В-шестых, вспомним: какие документы были приняты новым руководством 18 августа — указ Г. Янаева, заявление… И так далее. Они появились в свет в 6 часов утра 19-го. Я же был впервые приглашен на заседание вице-президентом только в 14.00 в понедельник. Какое же отношение я имею к «государственному перевороту», происшедшему в ночь с 18-е на 19-е августа? Никакого! Ибо я даже не принимал участия в подготовке документов, их не подписывал, не был введен в состав ГКЧП.
Отсюда вывод: уголовных деяний я не совершал, в тюрьме меня держат исключительно по политическим мотивам!
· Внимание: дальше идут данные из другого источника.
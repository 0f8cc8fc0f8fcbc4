use crate::domain::ledger::{LedgerEntry, Posting, RecordWrites};
use crate::domain::merchant::Merchant;
use crate::domain::ports::{
    Inserted, LedgerStore, MerchantDirectory, RefundStore, TransactionStore, WebhookStore,
};
use crate::domain::refund::Refund;
use crate::domain::transaction::Transaction;
use crate::domain::webhook::WebhookDelivery;
use crate::error::{PaymentError, Result};
use async_trait::async_trait;
use chrono::{DateTime, Utc};
use std::collections::HashMap;
use std::collections::hash_map::Entry;
use std::sync::Arc;
use std::time::Duration;
use tokio::sync::RwLock;
use uuid::Uuid;

#[derive(Default)]
struct Tables {
    merchants: HashMap<String, Merchant>,
    transactions: HashMap<String, Transaction>,
    /// idempotency key -> transaction ID
    idempotency: HashMap<String, String>,
    refunds: HashMap<String, Refund>,
    ledger: Vec<LedgerEntry>,
    webhooks: HashMap<String, WebhookDelivery>,
}

/// A thread-safe in-memory store implementing every storage port.
///
/// All tables sit behind one `Arc<RwLock<..>>`, so a ledger posting and its
/// companion record writes happen under a single write guard. Versioned
/// records are updated by compare-and-set.
#[derive(Default, Clone)]
pub struct InMemoryStore {
    tables: Arc<RwLock<Tables>>,
}

impl InMemoryStore {
    pub fn new() -> Self {
        Self::default()
    }

    /// Seeds the merchant registry. Merchant management lives elsewhere.
    pub async fn register_merchant(&self, merchant: Merchant) {
        let mut tables = self.tables.write().await;
        tables.merchants.insert(merchant.merchant_id.clone(), merchant);
    }
}

fn conflict(kind: &str, id: &str) -> PaymentError {
    PaymentError::Conflict(format!("{kind} {id} was modified concurrently"))
}

fn check_version(kind: &str, id: &str, stored: Option<u64>, expected: u64) -> Result<()> {
    match stored {
        None => Err(PaymentError::NotFound(format!("{kind} not found: {id}"))),
        Some(v) if v != expected => Err(conflict(kind, id)),
        Some(_) => Ok(()),
    }
}

fn sorted_by_creation<T: Clone>(
    items: impl Iterator<Item = T>,
    key: impl Fn(&T) -> (DateTime<Utc>, String),
) -> Vec<T> {
    let mut items: Vec<T> = items.collect();
    items.sort_by_key(|item| key(item));
    items
}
Очевидно, меня заперли в «Матросскую тишину» потому, что я возглавлял крупную общественную организацию, которая с первого дня своего рождения (для чего и создавалась) занимала довольно жесткую позицию по недопущению развала государства, экономики, ухудшения жизненного уровня народа. Кое-кому это явно не нравилось, — и тогда, и сейчас. Я больше скажу. Моя позиция — проводить реформы на базе новых рыночных отношений — определилась много лет назад, раньше, чем об этом открыто заговорили в бывшем СССР. Например, еще в 1987 году я написал статью о переходе к рынку, но тогда наши газеты ее отказались печатать! Почему? Наверное, оттого, что я и мои коллеги по ассоциации исходили из иных посылок: рынок должен улучшать жизнь людей, а не уродовать ее, как сегодня. В этом ключе мы разработали и предложили правительству свою программу перехода страны к рыночным отношениям. 12–14 июня 1990 года (на специально созванной конференции по рынку, которая проходила в Свердловске) обсудили ее. Представители более 140 регионов страны поддержали эту программу. Что здесь дурного?
— Меня «взяли» в третьем часу утра 22 августа, по прилете из Крыма, в аэропорту «Внуково-2». И с той самой минуты, считаю, в отношении меня стали творить настоящий правовой беспредел.
Начну с того, что Иваненко, в ту пору — председатель КГБ России, арестовывал меня без предъявления санкции прокурора и составления протокола, что является грубейшим нарушением закона: ст. 54 Конституции СССР, ст. 52 Конституции России и ст. 11 УПК РСФСР. Постановление о своем аресте я увидел лишь в январе 1992 года — при изучении дела. И представьте: я, оказывается, отказался от ознакомления с вышеназванным документом! Нет, постановление об аресте мне не предъявляли в течение целого дня 22-го, когда я находился на территории санатория «Сенеж» Солнечногорского района Московской области, хотя еще утром представитель Прокуратуры РСФСР проводил у меня личный обыск в присутствии понятых. Я не увидел постановления и тогда, когда начались допросы. Его просто не было в природе!
23 августа, ночью, меня перевели в Кашинский изолятор Тверской области, а 26-го — в «Матросскую тишину». И пусть люди рассудят, законно ли я «живу» в тюрьме, ибо постановление об аресте в деле появилось вдогонку, позже, вместо протокола об аресте — справка о задержании, подписанная, кстати, не Иваненко, а работником МВД России аж… 18 марта 1992 года, то есть спустя семь месяцев после моего ареста!
— Нарушений действительно много. Возьмем только срок содержания под стражей. После двух месяцев, разрешенных законом, 23 октября 1991 года следственная бригада меня из тюрьмы не выпустила. 17 июня с.г. закончился срок содержания под стражей, разрешенный на период следствия санкцией Генерального прокурора России. 18-го, согласно статье 11 УПК РСФСР, я должен был выйти из заключения. Увы… Так что не верьте, что мы живем в правовом государстве!
— Самым тяжелым для тех, кто находится в этой тюрьме, является отсутствие пространства. А если знаешь, что не виновен, что сидишь незаконно, — трудно вдвойне. Ты тут бессилен, замурован, словно в склепе, нет дневного света — днем и ночью горит электричество.
Распорядок четкий: подъем в 6 часов утра, затем завтрак, прогулка (один час двадцать минут). В 10 часов начинается ознакомление с материалами дела в специально оборудованных кабинетах. Затем обед, ужин (между ними — свободное время), в 22 часа — отбой. Если проводится следствие, то до 18.00. Утром я обычно делаю зарядку — 40–50 минут, и на прогулке выполняю отдельные упражнения. В остальное же время работаю, много пишу.